### Task requirements
All that is asked is a faithful reproduction of the entries.

[Collection entries]
★ ★ ★ ★ ★
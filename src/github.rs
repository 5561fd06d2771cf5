//! GitHub tree listing
//!
//! Lists every path of a repository branch through the git trees API and
//! maps the result into [`PathEntry`] records.

use anyhow::{Context, Result};
use async_trait::async_trait;
use reqwest::header::{ACCEPT, AUTHORIZATION, USER_AGENT};
use reqwest::{Client, RequestBuilder};
use serde::Deserialize;
use tracing::{debug, info, instrument, warn};
use url::Url;

use crate::config::GitHubConfig;
use crate::types::{EntryKind, PathEntry, RepoCoordinates};

/// Remote tree collaborator used by the ingestion pipeline
#[async_trait]
pub trait TreeSource: Send + Sync {
    /// Flat recursive listing of the repository's branch
    async fn fetch_tree(&self, coords: &RepoCoordinates) -> Result<Vec<PathEntry>>;
}

#[derive(Debug, Deserialize)]
struct RepositoryInfo {
    default_branch: String,
}

#[derive(Debug, Deserialize)]
pub struct TreeResponse {
    #[serde(default)]
    pub truncated: bool,
    pub tree: Vec<TreeItem>,
}

#[derive(Debug, Clone, Deserialize)]
pub struct TreeItem {
    pub path: String,
    #[serde(rename = "type")]
    pub item_type: String,
    pub sha: String,
    #[serde(default)]
    pub size: Option<u64>,
}

/// Map API tree items to path entries. Submodule (`commit`) and unknown
/// entries are dropped.
pub fn entries_from_tree(items: Vec<TreeItem>) -> Vec<PathEntry> {
    items
        .into_iter()
        .filter_map(|item| {
            let kind = match item.item_type.as_str() {
                "blob" => EntryKind::File,
                "tree" => EntryKind::Directory,
                other => {
                    debug!(path = %item.path, kind = other, "Skipping tree entry");
                    return None;
                }
            };
            Some(PathEntry {
                path: item.path,
                kind,
                size: item.size.unwrap_or(0),
                content_hash: item.sha,
            })
        })
        .collect()
}

/// `reqwest`-backed client for the GitHub REST API
#[derive(Debug, Clone)]
pub struct GitHubTreeClient {
    client: Client,
    api_url: String,
    token: Option<String>,
    branch: Option<String>,
}

impl GitHubTreeClient {
    pub fn new(config: &GitHubConfig) -> Result<Self> {
        Url::parse(&config.api_url)
            .with_context(|| format!("invalid GitHub API url: {}", config.api_url))?;
        let client = Client::builder()
            .timeout(config.timeout)
            .build()
            .context("failed to build GitHub HTTP client")?;

        Ok(Self {
            client,
            api_url: config.api_url.trim_end_matches('/').to_string(),
            token: config.token.clone(),
            branch: config.branch.clone(),
        })
    }

    fn get(&self, path: &str) -> RequestBuilder {
        let request = self
            .client
            .get(format!("{}{}", self.api_url, path))
            .header(ACCEPT, "application/vnd.github+json")
            .header(USER_AGENT, concat!("repograph/", env!("CARGO_PKG_VERSION")));
        match &self.token {
            Some(token) => request.header(AUTHORIZATION, format!("Bearer {}", token)),
            None => request,
        }
    }

    /// Configured branch, or the repository's default branch
    pub async fn resolve_branch(&self, coords: &RepoCoordinates) -> Result<String> {
        if let Some(branch) = &self.branch {
            return Ok(branch.clone());
        }

        let info: RepositoryInfo = self
            .get(&format!("/repos/{}/{}", coords.owner, coords.repo))
            .send()
            .await
            .with_context(|| format!("failed to request repository {}", coords))?
            .error_for_status()
            .with_context(|| format!("GitHub rejected repository lookup for {}", coords))?
            .json()
            .await
            .context("malformed repository response")?;

        Ok(info.default_branch)
    }
}

#[async_trait]
impl TreeSource for GitHubTreeClient {
    #[instrument(skip(self), fields(repo = %coords))]
    async fn fetch_tree(&self, coords: &RepoCoordinates) -> Result<Vec<PathEntry>> {
        let branch = self.resolve_branch(coords).await?;

        let response: TreeResponse = self
            .get(&format!(
                "/repos/{}/{}/git/trees/{}?recursive=1",
                coords.owner, coords.repo, branch
            ))
            .send()
            .await
            .with_context(|| format!("failed to request tree for {}@{}", coords, branch))?
            .error_for_status()
            .with_context(|| format!("GitHub rejected tree listing for {}@{}", coords, branch))?
            .json()
            .await
            .context("malformed tree response")?;

        if response.truncated {
            warn!(repo = %coords, "GitHub truncated the tree listing; ingesting partial tree");
        }

        let entries = entries_from_tree(response.tree);
        info!(repo = %coords, branch = %branch, entries = entries.len(), "Fetched repository tree");
        Ok(entries)
    }
}

#[cfg(test)]
mod tests {
    use super::*;

    #[test]
    fn test_entries_from_tree_maps_kinds() {
        let json = r#"{
            "sha": "root",
            "truncated": false,
            "tree": [
                {"path": "src", "mode": "040000", "type": "tree", "sha": "t1"},
                {"path": "src/lib.rs", "mode": "100644", "type": "blob", "sha": "b1", "size": 120},
                {"path": "vendor/dep", "mode": "160000", "type": "commit", "sha": "c1"}
            ]
        }"#;
        let response: TreeResponse = serde_json::from_str(json).unwrap();
        let entries = entries_from_tree(response.tree);

        assert_eq!(
            entries,
            vec![
                PathEntry::directory("src", "t1"),
                PathEntry::file("src/lib.rs", 120, "b1"),
            ]
        );
    }

    #[test]
    fn test_client_trims_api_url() {
        let config = GitHubConfig {
            api_url: "http://localhost:1234/".to_string(),
            ..GitHubConfig::default()
        };
        let client = GitHubTreeClient::new(&config).unwrap();
        assert_eq!(client.api_url, "http://localhost:1234");
    }

    #[test]
    fn test_client_rejects_invalid_api_url() {
        let config = GitHubConfig {
            api_url: "not a url".to_string(),
            ..GitHubConfig::default()
        };
        assert!(GitHubTreeClient::new(&config).is_err());
    }
}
★ ★ ★ ★ ★
### Task response
filename src/github.rs
repository 5561fd06d2771cf5
//! GitHub tree listing
//!
//! Lists every path of a repository branch through the git trees API and
//! maps the result into [`PathEntry`] records.

use anyhow::{Context, Result};
use async_trait::async_trait;
use reqwest::header::{ACCEPT, AUTHORIZATION, USER_AGENT};
use reqwest::{Client, RequestBuilder};
use serde::Deserialize;
use tracing::{debug, info, instrument, warn};
use url::Url;

use crate::config::GitHubConfig;
use crate::types::{EntryKind, PathEntry, RepoCoordinates};

/// Remote tree collaborator used by the ingestion pipeline
#[async_trait]
pub trait TreeSource: Send + Sync {
    /// Flat recursive listing of the repository's branch
    async fn fetch_tree(&self, coords: &RepoCoordinates) -> Result<Vec<PathEntry>>;
}

#[derive(Debug, Deserialize)]
struct RepositoryInfo {
    default_branch: String,
}

#[derive(Debug, Deserialize)]
pub struct TreeResponse {
    #[serde(default)]
    pub truncated: bool,
    pub tree: Vec<TreeItem>,
}

#[derive(Debug, Clone, Deserialize)]
pub struct TreeItem {
    pub path: String,
    #[serde(rename = "type")]
    pub item_type: String,
    pub sha: String,
    #[serde(default)]
    pub size: Option<u64>,
}

/// Map API tree items to path entries. Submodule (`commit`) and unknown
/// entries are dropped.
pub fn entries_from_tree(items: Vec<TreeItem>) -> Vec<PathEntry> {
    items
        .into_iter()
        .filter_map(|item| {
            let kind = match item.item_type.as_str() {
                "blob" => EntryKind::File,
                "tree" => EntryKind::Directory,
                other => {
                    debug!(path = %item.path, kind = other, "Skipping tree entry");
                    return None;
                }
            };
            Some(PathEntry {
                path: item.path,
                kind,
                size: item.size.unwrap_or(0),
                content_hash: item.sha,
            })
        })
        .collect()
}

/// `reqwest`-backed client for the GitHub REST API
#[derive(Debug, Clone)]
pub struct GitHubTreeClient {
    client: Client,
    api_url: String,
    token: Option<String>,
    branch: Option<String>,
}

impl GitHubTreeClient {
    pub fn new(config: &GitHubConfig) -> Result<Self> {
        Url::parse(&config.api_url)
            .with_context(|| format!("invalid GitHub API url: {}", config.api_url))?;
        let client = Client::builder()
            .timeout(config.timeout)
            .build()
            .context("failed to build GitHub HTTP client")?;

        Ok(Self {
            client,
            api_url: config.api_url.trim_end_matches('/').to_string(),
            token: config.token.clone(),
            branch: config.branch.clone(),
        })
    }

    fn get(&self, path: &str) -> RequestBuilder {
        let request = self
            .client
            .get(format!("{}{}", self.api_url, path))
            .header(ACCEPT, "application/vnd.github+json")
            .header(USER_AGENT, concat!("repograph/", env!("CARGO_PKG_VERSION")));
        match &self.token {
            Some(token) => request.header(AUTHORIZATION, format!("Bearer {}", token)),
            None => request,
        }
    }

    /// Configured branch, or the repository's default branch
    pub async fn resolve_branch(&self, coords: &RepoCoordinates) -> Result<String> {
        if let Some(branch) = &self.branch {
            return Ok(branch.clone());
        }

        let info: RepositoryInfo = self
            .get(&format!("/repos/{}/{}", coords.owner, coords.repo))
            .send()
            .await
            .with_context(|| format!("failed to request repository {}", coords))?
            .error_for_status()
            .with_context(|| format!("GitHub rejected repository lookup for {}", coords))?
            .json()
            .await
            .context("malformed repository response")?;

        Ok(info.default_branch)
    }
}

#[async_trait]
impl TreeSource for GitHubTreeClient {
    #[instrument(skip(self), fields(repo = %coords))]
    async fn fetch_tree(&self, coords: &RepoCoordinates) -> Result<Vec<PathEntry>> {
        let branch = self.resolve_branch(coords).await?;

        let response: TreeResponse = self
            .get(&format!(
                "/repos/{}/{}/git/trees/{}?recursive=1",
                coords.owner, coords.repo, branch
            ))
            .send()
            .await
            .with_context(|| format!("failed to request tree for {}@{}", coords, branch))?
            .error_for_status()
            .with_context(|| format!("GitHub rejected tree listing for {}@{}", coords, branch))?
            .json()
            .await
            .context("malformed tree response")?;

        if response.truncated {
            warn!(repo = %coords, "GitHub truncated the tree listing; ingesting partial tree");
        }

        let entries = entries_from_tree(response.tree);
        info!(repo = %coords, branch = %branch, entries = entries.len(), "Fetched repository tree");
        Ok(entries)
    }
}

#[cfg(test)]
mod tests {
    use super::*;

    #[test]
    fn test_entries_from_tree_maps_kinds() {
        let json = r#"{
            "sha": "root",
            "truncated": false,
            "tree": [
                {"path": "src", "mode": "040000", "type": "tree", "sha": "t1"},
                {"path": "src/lib.rs", "mode": "100644", "type": "blob", "sha": "b1", "size": 120},
                {"path": "vendor/dep", "mode": "160000", "type": "commit", "sha": "c1"}
            ]
        }"#;
        let response: TreeResponse = serde_json::from_str(json).unwrap();
        let entries = entries_from_tree(response.tree);

        assert_eq!(
            entries,
            vec![
                PathEntry::directory("src", "t1"),
                PathEntry::file("src/lib.rs", 120, "b1"),
            ]
        );
    }

    #[test]
    fn test_client_trims_api_url() {
        let config = GitHubConfig {
            api_url: "http://localhost:1234/".to_string(),
            ..GitHubConfig::default()
        };
        let client = GitHubTreeClient::new(&config).unwrap();
        assert_eq!(client.api_url, "http://localhost:1234");
    }

    #[test]
    fn test_client_rejects_invalid_api_url() {
        let config = GitHubConfig {
            api_url: "not a url".to_string(),
            ..GitHubConfig::default()
        };
        assert!(GitHubTreeClient::new(&config).is_err());
    }
}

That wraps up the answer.